Для очистки совести Опалин задал несколько вопросов о дочери кузнеца и затем перешел к тому, что его интересовало.
– Мне говорили, что твой отец – Евстигнеич – был слугой в усадьбе. Верно?
– Верно. А что?
– И много лет там служил?
– Да уж порядочно, – осторожно ответил Зайцев. Он перестал улыбаться и, как видел Опалин, размышлял, куда клонит собеседник.
– Он не упоминал, может, в усадьбе есть какие-нибудь тайники? Потайные комнаты?
Судя по лицу Зайцева, вопрос застал его врасплох.
– Да нет, откуда… А почему ты решил…
– И что, там нет никакого места, где мог бы прятаться человек? Незаметно для остальных?
– Если и есть, я ничего об этом не знаю, – ответил Зайцев. – И отец никогда ни о чем таком не упоминал…
– Ты не помнишь, усадьбу перестраивали? Ну, когда там поселились братья Вережниковы?
– Ограду, по-моему, поставили, земли свои огородили, – сказал Зайцев, подумав. – Ворота сделали новые, деревья какие-то сажали в саду… Это было.
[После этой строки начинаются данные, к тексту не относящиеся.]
//! Value encodings for Tally.
//!
//! Every field value is turned into bytes by a [`Codec`] in one of two
//! [`DataFormat`]s. An entity's fields are persisted together as a
//! [`Record`]: a map from the field's full key to its encoded bytes, framed
//! by the same format.
//!
//! - [`SerdeCodec`] -- any `serde` type, JSON or bincode
//! - [`VersionedCodec`] -- wraps a codec with a schema version and migrates
//!   older payloads on read

pub mod codec;
pub mod error;
pub mod format;
pub mod versioned;

pub use codec::{serde_codec, Codec, OptionCodec, SerdeCodec};
pub use error::{CodecError, CodecResult};
pub use format::{DataFormat, Record};
pub use versioned::{VersionedCodec, VersionedCodecBuilder};
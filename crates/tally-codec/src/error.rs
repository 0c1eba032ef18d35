/// Errors from encoding or decoding values and records.
#[derive(Debug, thiserror::Error)]
pub enum CodecError {
    /// JSON (de)serialization failure.
    #[error("json codec error: {0}")]
    Json(#[from] serde_json::Error),

    /// Binary (de)serialization failure.
    #[error("binary codec error: {0}")]
    Binary(#[from] bincode::Error),

    /// A versioned payload carries a version with no registered reader.
    #[error("unknown schema version {version} (current is {current})")]
    UnknownVersion { version: u32, current: u32 },

    /// Bytes are well-formed for the format but not in the expected shape.
    #[error("malformed payload: {0}")]
    Malformed(String),
}

/// Result alias for codec operations.
pub type CodecResult<T> = Result<T, CodecError>;
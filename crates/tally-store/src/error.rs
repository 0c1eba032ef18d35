/// Errors from storage backends.
#[derive(Debug, thiserror::Error)]
pub enum StoreError {
    /// I/O error from the underlying storage backend.
    #[error("I/O error: {0}")]
    Io(#[from] std::io::Error),

    /// A bucket or id that cannot be mapped onto the backend safely.
    #[error("invalid record address {bucket}/{id}: {reason}")]
    InvalidId {
        bucket: String,
        id: String,
        reason: &'static str,
    },
}

/// Result alias for storage operations.
pub type StoreResult<T> = Result<T, StoreError>;
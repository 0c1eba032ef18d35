use std::collections::HashMap;
use std::sync::atomic::{AtomicU64, Ordering};
use std::sync::RwLock;

use crate::error::StoreResult;
use crate::traits::DataStorage;

type Bucket = HashMap<String, Vec<u8>>;

/// In-memory, HashMap-based record store.
///
/// Intended for tests and single-process servers. Buckets are created on
/// first save. Listeners are supported.
pub struct InMemoryStorage {
    buckets: RwLock<HashMap<String, Bucket>>,
    saves: AtomicU64,
}

impl InMemoryStorage {
    pub fn new() -> Self {
        Self {
            buckets: RwLock::new(HashMap::new()),
            saves: AtomicU64::new(0),
        }
    }

    /// Number of records across all buckets.
    pub fn len(&self) -> usize {
        self.buckets
            .read()
            .expect("lock poisoned")
            .values()
            .map(HashMap::len)
            .sum()
    }

    pub fn is_empty(&self) -> bool {
        self.len() == 0
    }

    /// Total number of `save` calls served.
    pub fn save_count(&self) -> u64 {
        self.saves.load(Ordering::Relaxed)
    }

    pub fn clear(&self) {
        self.buckets.write().expect("lock poisoned").clear();
    }
}

impl Default for InMemoryStorage {
    fn default() -> Self {
        Self::new()
    }
}

impl DataStorage for InMemoryStorage {
    fn load(&self, bucket: &str, id: &str) -> StoreResult<Option<Vec<u8>>> {
        let map = self.buckets.read().expect("lock poisoned");
        Ok(map.get(bucket).and_then(|b| b.get(id)).cloned())
    }

    fn save(&self, bucket: &str, id: &str, data: &[u8]) -> StoreResult<()> {
        let mut map = self.buckets.write().expect("lock poisoned");
        map.entry(bucket.to_string())
            .or_default()
            .insert(id.to_string(), data.to_vec());
        self.saves.fetch_add(1, Ordering::Relaxed);
        Ok(())
    }

    fn list_ids(&self, bucket: &str) -> StoreResult<Vec<String>> {
        let map = self.buckets.read().expect("lock poisoned");
        Ok(map
            .get(bucket)
            .map(|b| b.keys().cloned().collect())
            .unwrap_or_default())
    }

    fn delete(&self, bucket: &str, id: &str) -> StoreResult<bool> {
        let mut map = self.buckets.write().expect("lock poisoned");
        Ok(map.get_mut(bucket).and_then(|b| b.remove(id)).is_some())
    }

    fn exists(&self, bucket: &str, id: &str) -> StoreResult<bool> {
        let map = self.buckets.read().expect("lock poisoned");
        Ok(map.get(bucket).is_some_and(|b| b.contains_key(id)))
    }

    fn supports_listeners(&self) -> bool {
        true
    }

    fn backend_name(&self) -> &'static str {
        "memory"
    }
}

impl std::fmt::Debug for InMemoryStorage {
    fn fmt(&self, f: &mut std::fmt::Formatter<'_>) -> std::fmt::Result {
        f.debug_struct("InMemoryStorage")
            .field("record_count", &self.len())
            .finish()
    }
}

#[cfg(test)]
mod tests {
    use super::*;

    #[test]
    fn save_and_load() {
        let store = InMemoryStorage::new();
        store.save("players", "a", b"hello").unwrap();
        assert_eq!(store.load("players", "a").unwrap().as_deref(), Some(&b"hello"[..]));
        assert_eq!(store.load("players", "b").unwrap(), None);
        assert_eq!(store.load("guilds", "a").unwrap(), None);
    }

    #[test]
    fn save_replaces_record() {
        let store = InMemoryStorage::new();
        store.save("players", "a", b"one").unwrap();
        store.save("players", "a", b"two").unwrap();
        assert_eq!(store.load("players", "a").unwrap().unwrap(), b"two");
        assert_eq!(store.len(), 1);
        assert_eq!(store.save_count(), 2);
    }

    #[test]
    fn buckets_are_isolated() {
        let store = InMemoryStorage::new();
        store.save("players", "x", b"p").unwrap();
        store.save("linked/island", "x", b"i").unwrap();
        assert_eq!(store.list_ids("players").unwrap(), vec!["x".to_string()]);
        assert_eq!(store.load("linked/island", "x").unwrap().unwrap(), b"i");
    }

    #[test]
    fn delete_reports_existence() {
        let store = InMemoryStorage::new();
        store.save("players", "a", b"x").unwrap();
        assert!(store.exists("players", "a").unwrap());
        assert!(store.delete("players", "a").unwrap());
        assert!(!store.delete("players", "a").unwrap());
        assert!(!store.exists("players", "a").unwrap());
    }

    #[test]
    fn list_unknown_bucket_is_empty() {
        let store = InMemoryStorage::new();
        assert!(store.list_ids("nothing").unwrap().is_empty());
    }

    #[test]
    fn memory_supports_listeners() {
        assert!(InMemoryStorage::new().supports_listeners());
    }

    #[test]
    fn concurrent_saves() {
        use std::sync::Arc;
        let store = Arc::new(InMemoryStorage::new());
        let handles: Vec<_> = (0..8)
            .map(|t| {
                let store = store.clone();
                std::thread::spawn(move || {
                    for i in 0..50 {
                        store.save("players", &format!("{t}-{i}"), b"v").unwrap();
                    }
                })
            })
            .collect();
        for h in handles {
            h.join().unwrap();
        }
        assert_eq!(store.len(), 400);
    }
}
Машину электрическую устроили, мебель меняли… Может, и перестраивали дом. Хотя, сколько я себя помню, он всегда такой был.
– А как к твоему отцу в деревне относились?
– В смысле?
– Ну он же вроде как в доме колдуна служил. Что о нем говорили?
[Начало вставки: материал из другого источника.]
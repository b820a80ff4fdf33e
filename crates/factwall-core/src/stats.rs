//! Aggregate read models: admin listings, the public statistics page, and
//! the admin time series.

use chrono::{DateTime, NaiveDate, Utc};
use serde::{Deserialize, Serialize};

use crate::{
  fact::{Fact, SessionId},
  vote::VoteType,
};

// ─── Admin listings ──────────────────────────────────────────────────────────

/// Facts grouped by the session that submitted them.
#[derive(Debug, Clone, Serialize, Deserialize)]
pub struct SessionSummary {
  pub session_id:   SessionId,
  /// Author name on the session's most recent fact.
  pub author_name:  String,
  pub fact_count:   u64,
  #[serde(with = "chrono::serde::ts_milliseconds")]
  pub last_fact_at: DateTime<Utc>,
}

/// Facts grouped by the raw author-name string.
///
/// Distinct sessions that typed the same name are merged here, unlike in
/// [`SessionSummary`].
#[derive(Debug, Clone, Serialize, Deserialize)]
pub struct AuthorSummary {
  pub author_name:   String,
  pub fact_count:    u64,
  /// Upvotes plus downvotes received across all of the author's facts.
  pub total_votes:   u64,
  pub session_count: u64,
}

// ─── Public statistics ───────────────────────────────────────────────────────

#[derive(Debug, Clone, Serialize, Deserialize)]
pub struct ActiveAuthor {
  pub author_name: String,
  pub fact_count:  u64,
  pub total_votes: u64,
}

/// A fact that received votes within the trending window.
#[derive(Debug, Clone, Serialize, Deserialize)]
pub struct TrendingFact {
  #[serde(flatten)]
  pub fact:         Fact,
  pub recent_votes: u64,
}

#[derive(Debug, Clone, Copy, Default, Serialize, Deserialize)]
pub struct VotesBreakdown {
  pub upvotes:   u64,
  pub downvotes: u64,
}

#[derive(Debug, Clone, Serialize, Deserialize)]
pub struct Stats {
  pub total_facts:         u64,
  pub total_votes:         u64,
  /// Distinct sessions that have submitted at least one fact.
  pub total_users:         u64,
  pub top_fact:            Option<Fact>,
  pub recent_facts:        Vec<Fact>,
  pub most_active_users:   Vec<ActiveAuthor>,
  pub controversial_facts: Vec<Fact>,
  pub trending_facts:      Vec<TrendingFact>,
  /// Mean score over all facts; `0.0` when there are none.
  pub avg_score:           f64,
  pub votes_breakdown:     VotesBreakdown,
}

// ─── Admin time series ───────────────────────────────────────────────────────

#[derive(Debug, Clone, PartialEq, Eq, Serialize, Deserialize)]
pub struct DayCount {
  pub date:  NaiveDate,
  pub count: u64,
}

#[derive(Debug, Clone, PartialEq, Eq, Serialize, Deserialize)]
pub struct VoteActivity {
  pub date:      NaiveDate,
  pub vote_type: VoteType,
  pub count:     u64,
}

/// Sessions whose first fact was submitted on `join_date`.
#[derive(Debug, Clone, PartialEq, Eq, Serialize, Deserialize)]
pub struct UserGrowth {
  pub join_date: NaiveDate,
  pub new_users: u64,
}

/// Day-bucketed activity, most recent day first. Days are local calendar
/// days of the server.
#[derive(Debug, Clone, Serialize, Deserialize)]
pub struct AdminStats {
  pub facts_by_day:  Vec<DayCount>,
  pub vote_activity: Vec<VoteActivity>,
  pub user_growth:   Vec<UserGrowth>,
}
//! Error types for `factwall-core`.

use thiserror::Error;

use crate::validate::Rejection;

#[derive(Debug, Error)]
pub enum Error {
  #[error(transparent)]
  Invalid(#[from] Rejection),

  #[error("unknown vote type: {0:?}")]
  UnknownVoteType(String),
}

pub type Result<T, E = Error> = std::result::Result<T, E>;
– Странные ты вопросы, Ваня, задаешь, – усмехнулся Зайцев. – Я ничего особенного не помню. И вообще, отец мой служил не у Сергея Ивановича, а у его брата-инженера.
– И что, каково было ему служить?
– Отец не жаловался. Он почти все время в усадьбе был или ездил с Федором Ивановичем. В деревне редко появлялся, важничал.
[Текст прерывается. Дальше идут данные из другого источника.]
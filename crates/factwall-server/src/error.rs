//! Error type and axum `IntoResponse` implementation.
//!
//! Every error body is `{"error": "<message>"}`.

use axum::{
  Json,
  extract::rejection::JsonRejection,
  http::StatusCode,
  response::{IntoResponse, Response},
};
use factwall_core::validate::Rejection;
use serde_json::json;
use thiserror::Error;

#[derive(Debug, Error)]
pub enum Error {
  #[error("{0}")]
  BadRequest(String),

  #[error("unauthorized")]
  Unauthorized,

  #[error("{0}")]
  Forbidden(String),

  #[error("{0}")]
  NotFound(String),

  #[error("store error: {0}")]
  Store(#[source] Box<dyn std::error::Error + Send + Sync>),
}

impl Error {
  pub fn not_found(what: &str) -> Self { Error::NotFound(format!("{what} not found")) }
}

impl From<Rejection> for Error {
  fn from(r: Rejection) -> Self { Error::BadRequest(r.to_string()) }
}

impl From<factwall_core::Error> for Error {
  fn from(e: factwall_core::Error) -> Self { Error::BadRequest(e.to_string()) }
}

impl From<JsonRejection> for Error {
  fn from(r: JsonRejection) -> Self {
    let msg = match r {
      JsonRejection::JsonDataError(_) => "invalid data types",
      JsonRejection::MissingJsonContentType(_) => "expected a JSON body",
      _ => "invalid request",
    };
    Error::BadRequest(msg.to_string())
  }
}

impl IntoResponse for Error {
  fn into_response(self) -> Response {
    let (status, message) = match &self {
      Error::BadRequest(m) => (StatusCode::BAD_REQUEST, m.clone()),
      Error::Unauthorized => (StatusCode::UNAUTHORIZED, self.to_string()),
      Error::Forbidden(m) => (StatusCode::FORBIDDEN, m.clone()),
      Error::NotFound(m) => (StatusCode::NOT_FOUND, m.clone()),
      Error::Store(e) => {
        tracing::error!(error = %e, "store failure");
        (StatusCode::INTERNAL_SERVER_ERROR, "internal server error".to_string())
      }
    };
    (status, Json(json!({ "error": message }))).into_response()
  }
}
//! Vote types and the per-(session, fact) vote state machine.
//!
//! A session holds at most one vote per fact. Submitting a vote type moves
//! the pair between three states:
//!
//! | current  | submitted | result   | counters                 |
//! |----------|-----------|----------|--------------------------|
//! | none     | X         | X        | X + 1                    |
//! | X        | X         | none     | X - 1 (toggle-off)       |
//! | X        | Y         | Y        | X - 1, Y + 1             |
//!
//! The machine only decides; the store applies the decision inside one
//! transaction.

use std::str::FromStr;

use serde::{Deserialize, Serialize};

use crate::Error;

#[derive(Debug, Clone, Copy, PartialEq, Eq, Hash, Serialize, Deserialize)]
#[serde(rename_all = "lowercase")]
pub enum VoteType {
  Up,
  Down,
}

impl VoteType {
  pub fn as_str(self) -> &'static str {
    match self {
      VoteType::Up => "up",
      VoteType::Down => "down",
    }
  }

  /// `(upvotes, downvotes)` adjustment for adding `n` votes of this type.
  fn deltas(self, n: i64) -> (i64, i64) {
    match self {
      VoteType::Up => (n, 0),
      VoteType::Down => (0, n),
    }
  }
}

impl FromStr for VoteType {
  type Err = Error;

  fn from_str(s: &str) -> Result<Self, Self::Err> {
    match s {
      "up" => Ok(VoteType::Up),
      "down" => Ok(VoteType::Down),
      other => Err(Error::UnknownVoteType(other.to_owned())),
    }
  }
}

/// What a submitted vote does to an existing (session, fact) pair.
#[derive(Debug, Clone, Copy, PartialEq, Eq)]
pub enum VoteTransition {
  /// No previous vote: record one.
  Cast(VoteType),
  /// Same type resubmitted: remove the vote.
  Withdraw(VoteType),
  /// Opposite type submitted: change the stored vote in place.
  Flip { from: VoteType, to: VoteType },
}

impl VoteTransition {
  pub fn decide(existing: Option<VoteType>, submitted: VoteType) -> Self {
    match existing {
      None => VoteTransition::Cast(submitted),
      Some(prev) if prev == submitted => VoteTransition::Withdraw(prev),
      Some(prev) => VoteTransition::Flip { from: prev, to: submitted },
    }
  }

  /// Signed `(upvotes, downvotes)` change to apply to the fact's counters.
  pub fn counter_deltas(self) -> (i64, i64) {
    match self {
      VoteTransition::Cast(t) => t.deltas(1),
      VoteTransition::Withdraw(t) => t.deltas(-1),
      VoteTransition::Flip { from, to } => {
        let (up_a, down_a) = from.deltas(-1);
        let (up_b, down_b) = to.deltas(1);
        (up_a + up_b, down_a + down_b)
      }
    }
  }

  /// The session's vote after the transition.
  pub fn resulting_vote(self) -> Option<VoteType> {
    match self {
      VoteTransition::Cast(t) => Some(t),
      VoteTransition::Withdraw(_) => None,
      VoteTransition::Flip { to, .. } => Some(to),
    }
  }
}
– А господа что, круглый год в Дроздово жили, или только на лето приезжали?
– Обычно здесь жили, да. Федор Иваныч иногда уезжал по делам или за границу, проветриться. Сергей Иваныч заграницу не любил, там жена его жила. К нему приезжали… ну… разные всякие… К Зинаиде Станиславовне гости ездили… Братец ее двоюродный был управляющим, постоянно мужиков по судам таскал – то за порубки, то еще за что-то… Такой, знаешь, омерзительно вежливый господин. Бывают такие, у которых вежливость хуже любого ругательства – так вот он как раз такой был. Но бабы его любили. Все горничные в доме были его. Лидия все по нему сохла, мечтала замуж за него выйти… Но он не пожелал, хотя Федор Иваныч и говорил с ним, что даст ей приданое.
– Даже так?
– Да. Федор Иваныч ее отца случайно застрелил на охоте и потом всю жизнь чувствовал себя в долгу перед Лидией и ее матерью, а они ловко этим пользовались. Маменька ее палец о палец не ударила, все охала, какая она несчастная, и проохала до самой старости на всем готовом. Это, брат, уметь надо…
– Послушай, ну какое все готовое, – буркнул Опалин, насупившись. – Лидия же училась в Петербурге, у нее лишних денег не было…
– Это она тебе сказала? А она сказала, что Федор Иваныч ей выделил столько, что можно было жить безбедно, и она сама все спустила? А ты знаешь, что она с эсерами была связана, и ее даже хотели выслать из столицы, но не выслали благодаря связям Вережниковых? – Опалин оторопел. – То-то же! Зря ты, брат, сразу в усадьбу отправился, а не ко мне. Я бы тебе все рассказал, что к чему – потому что, между нами, эти, которые в усадьбе, мастера темнить…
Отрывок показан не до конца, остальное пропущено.